**THE PROBLEM**
Please copy out the records that follow exactly as they stand.

-------

//! Execution Dispatcher (C8, `spec.md` §4.8). Turns Routing Decisions into
//! running work inside the Agent Registry (C4). Every dispatched pipeline
//! gets a cooperative cancellation token (`tokio::sync::watch<bool>`, per
//! `spec.md` §5) that the owning agent task is expected to poll at its
//! suspension points; this dispatcher only ever sets the flag; it never
//! forcibly kills anything.

use std::collections::{HashMap, HashSet, VecDeque};
use std::sync::Arc;

use tokio::sync::{watch, Mutex};

use crate::domain::models::{AgentRole, IssueRef, RoutingAction, RoutingDecision};

use super::agent_registry::{AcquireOutcome, AgentHandle, AgentRegistry};
use super::pipeline_orchestrator::PipelineOrchestrator;

#[derive(Debug, Clone)]
pub struct RunningDispatch {
    pub handle: AgentHandle,
    pub cancel_tx: watch::Sender<bool>,
}

#[derive(Debug, Clone)]
pub enum DispatchOutcome {
    Running(RunningDispatch),
    Queued,
    Rejected(String),
}

fn role_for(action: RoutingAction) -> AgentRole {
    match action {
        RoutingAction::StartCodeAgent | RoutingAction::StartCodeAgentWithEscalation => AgentRole::Developer,
        RoutingAction::StartCoordinatorOrchestration => AgentRole::Coordinator,
    }
}

pub struct ExecutionDispatcher {
    agents: Arc<AgentRegistry>,
    orchestrator: Arc<PipelineOrchestrator>,
    queues: Mutex<HashMap<AgentRole, VecDeque<RoutingDecision>>>,
    cancel_tokens: Mutex<HashMap<IssueRef, watch::Sender<bool>>>,
    queue_capacity: usize,
}

impl ExecutionDispatcher {
    pub fn new(agents: Arc<AgentRegistry>, orchestrator: Arc<PipelineOrchestrator>, queue_capacity: usize) -> Self {
        Self {
            agents,
            orchestrator,
            queues: Mutex::new(HashMap::new()),
            cancel_tokens: Mutex::new(HashMap::new()),
            queue_capacity,
        }
    }

    pub async fn dispatch(&self, decision: &RoutingDecision) -> DispatchOutcome {
        let role = role_for(decision.action);
        match self.agents.acquire(role, &HashSet::new()).await {
            AcquireOutcome::Acquired(handle) => self.start(decision, handle).await,
            AcquireOutcome::Busy => self.enqueue(role, decision.clone()).await,
            AcquireOutcome::NoneAvailable => {
                DispatchOutcome::Rejected(format!("no agent profile available for role {role:?}"))
            }
        }
    }

    async fn start(&self, decision: &RoutingDecision, handle: AgentHandle) -> DispatchOutcome {
        self.orchestrator
            .transition(&decision.issue_ref, crate::domain::models::PipelinePhase::Dispatched)
            .await;
        self.orchestrator
            .record_agent(&decision.issue_ref, handle.agent_id.clone())
            .await;
        self.agents.assign_task(&handle.instance_key, decision.issue_ref.clone()).await;

        let (cancel_tx, _rx) = watch::channel(false);
        self.cancel_tokens
            .lock()
            .await
            .insert(decision.issue_ref.clone(), cancel_tx.clone());

        DispatchOutcome::Running(RunningDispatch { handle, cancel_tx })
    }

    async fn enqueue(&self, role: AgentRole, decision: RoutingDecision) -> DispatchOutcome {
        let mut queues = self.queues.lock().await;
        let queue = queues.entry(role).or_default();
        if queue.len() >= self.queue_capacity {
            return DispatchOutcome::Rejected("dispatch queue full".to_string());
        }
        queue.push_back(decision);
        DispatchOutcome::Queued
    }

    /// Attempts to place the oldest queued decision for `role` now that a
    /// slot may have freed up; returns `None` if the queue is empty or the
    /// registry is still busy (the decision stays queued).
    pub async fn drain_one(&self, role: AgentRole) -> Option<DispatchOutcome> {
        let mut queues = self.queues.lock().await;
        let queue = queues.get_mut(&role)?;
        let decision = queue.front()?.clone();

        match self.agents.acquire(role, &HashSet::new()).await {
            AcquireOutcome::Acquired(handle) => {
                queue.pop_front();
                drop(queues);
                Some(self.start(&decision, handle).await)
            }
            AcquireOutcome::Busy => None,
            AcquireOutcome::NoneAvailable => {
                queue.pop_front();
                Some(DispatchOutcome::Rejected(format!(
                    "no agent profile available for role {role:?}"
                )))
            }
        }
    }

    pub async fn queue_depth(&self, role: AgentRole) -> usize {
        self.queues.lock().await.get(&role).map_or(0, VecDeque::len)
    }

    /// Signals cooperative cancellation for a dispatched pipeline; a no-op
    /// if it was never dispatched or already finished.
    pub async fn cancel(&self, issue_ref: &IssueRef) -> bool {
        if let Some(tx) = self.cancel_tokens.lock().await.remove(issue_ref) {
            let _ = tx.send(true);
            true
        } else {
            false
        }
    }
}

-------

**REPLY**
//! Execution Dispatcher (C8, `spec.md` §4.8). Turns Routing Decisions into
//! running work inside the Agent Registry (C4). Every dispatched pipeline
//! gets a cooperative cancellation token (`tokio::sync::watch<bool>`, per
//! `spec.md` §5) that the owning agent task is expected to poll at its
//! suspension points; this dispatcher only ever sets the flag; it never
//! forcibly kills anything.

use std::collections::{HashMap, HashSet, VecDeque};
use std::sync::Arc;

use tokio::sync::{watch, Mutex};

use crate::domain::models::{AgentRole, IssueRef, RoutingAction, RoutingDecision};

use super::agent_registry::{AcquireOutcome, AgentHandle, AgentRegistry};
use super::pipeline_orchestrator::PipelineOrchestrator;

#[derive(Debug, Clone)]
pub struct RunningDispatch {
    pub handle: AgentHandle,
    pub cancel_tx: watch::Sender<bool>,
}

#[derive(Debug, Clone)]
pub enum DispatchOutcome {
    Running(RunningDispatch),
    Queued,
    Rejected(String),
}

fn role_for(action: RoutingAction) -> AgentRole {
    match action {
        RoutingAction::StartCodeAgent | RoutingAction::StartCodeAgentWithEscalation => AgentRole::Developer,
        RoutingAction::StartCoordinatorOrchestration => AgentRole::Coordinator,
    }
}

pub struct ExecutionDispatcher {
    agents: Arc<AgentRegistry>,
    orchestrator: Arc<PipelineOrchestrator>,
    queues: Mutex<HashMap<AgentRole, VecDeque<RoutingDecision>>>,
    cancel_tokens: Mutex<HashMap<IssueRef, watch::Sender<bool>>>,
    queue_capacity: usize,
}

impl ExecutionDispatcher {
    pub fn new(agents: Arc<AgentRegistry>, orchestrator: Arc<PipelineOrchestrator>, queue_capacity: usize) -> Self {
        Self {
            agents,
            orchestrator,
            queues: Mutex::new(HashMap::new()),
            cancel_tokens: Mutex::new(HashMap::new()),
            queue_capacity,
        }
    }

    pub async fn dispatch(&self, decision: &RoutingDecision) -> DispatchOutcome {
        let role = role_for(decision.action);
        match self.agents.acquire(role, &HashSet::new()).await {
            AcquireOutcome::Acquired(handle) => self.start(decision, handle).await,
            AcquireOutcome::Busy => self.enqueue(role, decision.clone()).await,
            AcquireOutcome::NoneAvailable => {
                DispatchOutcome::Rejected(format!("no agent profile available for role {role:?}"))
            }
        }
    }

    async fn start(&self, decision: &RoutingDecision, handle: AgentHandle) -> DispatchOutcome {
        self.orchestrator
            .transition(&decision.issue_ref, crate::domain::models::PipelinePhase::Dispatched)
            .await;
        self.orchestrator
            .record_agent(&decision.issue_ref, handle.agent_id.clone())
            .await;
        self.agents.assign_task(&handle.instance_key, decision.issue_ref.clone()).await;

        let (cancel_tx, _rx) = watch::channel(false);
        self.cancel_tokens
            .lock()
            .await
            .insert(decision.issue_ref.clone(), cancel_tx.clone());

        DispatchOutcome::Running(RunningDispatch { handle, cancel_tx })
    }

    async fn enqueue(&self, role: AgentRole, decision: RoutingDecision) -> DispatchOutcome {
        let mut queues = self.queues.lock().await;
        let queue = queues.entry(role).or_default();
        if queue.len() >= self.queue_capacity {
            return DispatchOutcome::Rejected("dispatch queue full".to_string());
        }
        queue.push_back(decision);
        DispatchOutcome::Queued
    }

    /// Attempts to place the oldest queued decision for `role` now that a
    /// slot may have freed up; returns `None` if the queue is empty or the
    /// registry is still busy (the decision stays queued).
    pub async fn drain_one(&self, role: AgentRole) -> Option<DispatchOutcome> {
        let mut queues = self.queues.lock().await;
        let queue = queues.get_mut(&role)?;
        let decision = queue.front()?.clone();

        match self.agents.acquire(role, &HashSet::new()).await {
            AcquireOutcome::Acquired(handle) => {
                queue.pop_front();
                drop(queues);
                Some(self.start(&decision, handle).await)
            }
            AcquireOutcome::Busy => None,
            AcquireOutcome::NoneAvailable => {
                queue.pop_front();
                Some(DispatchOutcome::Rejected(format!(
                    "no agent profile available for role {role:?}"
                )))
            }
        }
    }

    pub async fn queue_depth(&self, role: AgentRole) -> usize {
        self.queues.lock().await.get(&role).map_or(0, VecDeque::len)
    }

    /// Signals cooperative cancellation for a dispatched pipeline; a no-op
    /// if it was never dispatched or already finished.
    pub async fn cancel(&self, issue_ref: &IssueRef) -> bool {
        if let Some(tx) = self.cancel_tokens.lock().await.remove(issue_ref) {
            let _ = tx.send(true);
            true
        } else {
            false
        }
    }
}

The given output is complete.